The designer is notorious for drawing rudders that aren't big enough to work for low speed navigation but not long ago the mag Good Old Boat had a brilliant tech article (as they do) on rudder design which gave me the courage to wing it.

The dotted line indicates about the designed dimension. The rudder shaft position was also moved to balance the rudder.. hopefully. I talked to the skipper of another boat of similar design who after ten years of putting up with the smaller size, added the width as I have shown here but not the depth. Also he couldn't move the rudder shaft position. Even so his first sail produced a favourable result. He and his mate found much better response at the helm.



 This is PVC closed cell foam of 120 kg (means one cubic metre weights 120 kilograms). Very dense.

The designer offered to order me a set of carbon fibre rudder stocks and tubes, both arrived short of required length... OK... So, I used one of the handline stanchions that came along as well, and spliced it into the stock, about double what the correct extension would have been to accommodate the extra rudder size.

I cut the foam to fit the stock and buried in glue mix and....

   With the glue mix going firm and the leading edge ready to go...
   Filled the area and the leading edge part as well.
   Whatever works..

 Then I marked my profile bottom and...

UPDATE! Here is where I made mistake number 1. See the second line marking the trailing edge on the profile on the bottoms? That is where the trailing edge should have started and the leading edge should have been brought back accordingly. The rudder shaft centre should be about 17% back from the leading edge for best feel. Some racing boats prefer as little as 12% from the leading edge. My final shape comes out to about 19.8%. I asked Bob Burgess what he thought and upon siting them he reckons they are worth a try and I think he is right. If after sea trials I find the helm trying to "seek" her own course, I'll spend a day on the beach reshaping by bringing the lower half of the leading edge back toward the stock.

   top... and...
   using my 7 inch sander mounted with a very sharp 36 grit pad, cut to the lines as shown. This gave me a good reference point to work from. I used a normal wood saw to cut off the material that made the taper toward the bottom so now I have my outline all around. Part tracing what I had drawn on paper (top and bottom) and the edges pretty much freehand.
   another view..
   Then clamped it down and went at it.
   There is the rough shape.
   And then round off the corners for flow and to allow the glass to follow the contour.
   The trailing edge was left a bit blunt and now use a glue mix to build it up. when hard I ground it to match the contour.

 With the trailing edge shaped I can laminate without having to bring the cloth around the trailing edge and still be assured of a seal to the core material.
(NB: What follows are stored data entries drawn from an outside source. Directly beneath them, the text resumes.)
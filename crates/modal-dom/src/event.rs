#![forbid(unsafe_code)]

//! Document events and the per-instance listener registry.
//!
//! The event vocabulary is deliberately small: the host maps its native
//! input events onto these variants before dispatching, the same way a
//! terminal host maps key codes onto a widget-level key enum.

use crate::node::NodeId;

/// Simplified key vocabulary for document-level key handling.
///
/// The hosting application maps its native key events to these variants;
/// keys the widget does not react to arrive as [`Other`](Self::Other).
#[derive(Debug, Clone, Copy, PartialEq, Eq)]
pub enum Key {
    /// Escape key.
    Escape,
    /// Tab key.
    Tab,
    /// Enter key.
    Enter,
    /// Any other key (not consumed).
    Other,
}

/// An event delivered to document-level listeners.
#[derive(Debug, Clone, Copy, PartialEq, Eq)]
pub enum Event {
    /// Focus moved to `target`.
    FocusIn {
        /// The newly focused element.
        target: NodeId,
    },
    /// A key was pressed.
    Key(Key),
    /// An element was clicked.
    Click {
        /// The element that received the click.
        target: NodeId,
    },
}

impl Event {
    /// The listener category this event belongs to.
    pub fn event_type(&self) -> EventType {
        match self {
            Event::FocusIn { .. } => EventType::FocusIn,
            Event::Key(_) => EventType::KeyDown,
            Event::Click { .. } => EventType::Click,
        }
    }
}

/// Listener categories a widget can subscribe to.
#[derive(Debug, Clone, Copy, PartialEq, Eq, Hash)]
pub enum EventType {
    /// Focus-change notifications.
    FocusIn,
    /// Key presses.
    KeyDown,
    /// Clicks.
    Click,
}

/// Handle to a registered document-level listener.
#[derive(Debug, Clone, Copy, PartialEq, Eq, Hash)]
pub struct ListenerId(u64);

/// Registry of document-level listeners.
///
/// Widgets subscribe on attach and unsubscribe on detach; the registry is
/// the only handler state shared between instances.
#[derive(Debug, Default)]
pub(crate) struct ListenerRegistry {
    entries: Vec<(ListenerId, EventType)>,
    next_id: u64,
}

impl ListenerRegistry {
    pub(crate) fn register(&mut self, ty: EventType) -> ListenerId {
        self.next_id += 1;
        let id = ListenerId(self.next_id);
        self.entries.push((id, ty));
        id
    }

    pub(crate) fn remove(&mut self, id: ListenerId) -> bool {
        let before = self.entries.len();
        self.entries.retain(|(entry, _)| *entry != id);
        self.entries.len() != before
    }

    pub(crate) fn contains(&self, id: ListenerId) -> bool {
        self.entries.iter().any(|(entry, _)| *entry == id)
    }

    pub(crate) fn count(&self, ty: EventType) -> usize {
        self.entries.iter().filter(|(_, t)| *t == ty).count()
    }
}

#[cfg(test)]
mod tests {
    use super::*;

    #[test]
    fn register_and_remove() {
        let mut registry = ListenerRegistry::default();
        let a = registry.register(EventType::FocusIn);
        let b = registry.register(EventType::KeyDown);

        assert!(registry.contains(a));
        assert_eq!(registry.count(EventType::FocusIn), 1);

        assert!(registry.remove(a));
        assert!(!registry.contains(a));
        assert!(!registry.remove(a));
        assert!(registry.contains(b));
    }

    #[test]
    fn event_type_mapping() {
        let node = NodeId(1);
        assert_eq!(
            Event::FocusIn { target: node }.event_type(),
            EventType::FocusIn
        );
        assert_eq!(Event::Key(Key::Escape).event_type(), EventType::KeyDown);
        assert_eq!(Event::Click { target: node }.event_type(), EventType::Click);
    }
}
Not that foam is as vulnerable as balsa but still better to do this way.

UPDATE # 2! Bill and Malcolm Salisbury caught this one (thanks you two!). I was depending on the roughly shaped filler around the rudder stock to keep everything together under torque load but the experts said, "not enough" and Bob Burgess agreed so... see photos on the modification at bottom of the page. Really easy anyway. Wish all my problems were as easy to fix

   450 gr DB (double bias) is easy to wet and flexible, but not tough enough so two layers of it. Gift wrapping experience helps here. Making tidy folds is important. The top and bottom have 8 layers of the glass after the folding process. If it resists folding and laying down, just let it go a little gel and sticky and then try it but must get any air out!
   This was a hot day so very exciting!
   When the resin as going firm, lay on the bog...
   This is the pair sanded off and ready to paint. The funny blue colour is because of the blue poly tarp that was overhead.

 The Following are updated photos of the repair to strengthen the rudders.
   First the matter of the rudder stock balance. If I had the stock about 5mm ahead it would be spot on but we'll see later.


 This is what can happen when you go borrowing tools from neightbours... I just asked for a long drill! I wasn't going for bloody oil! But beggars can't be choosers...

I drilled a half inch hole right through the leading edge and well past the stock and being very careful to keep alignment.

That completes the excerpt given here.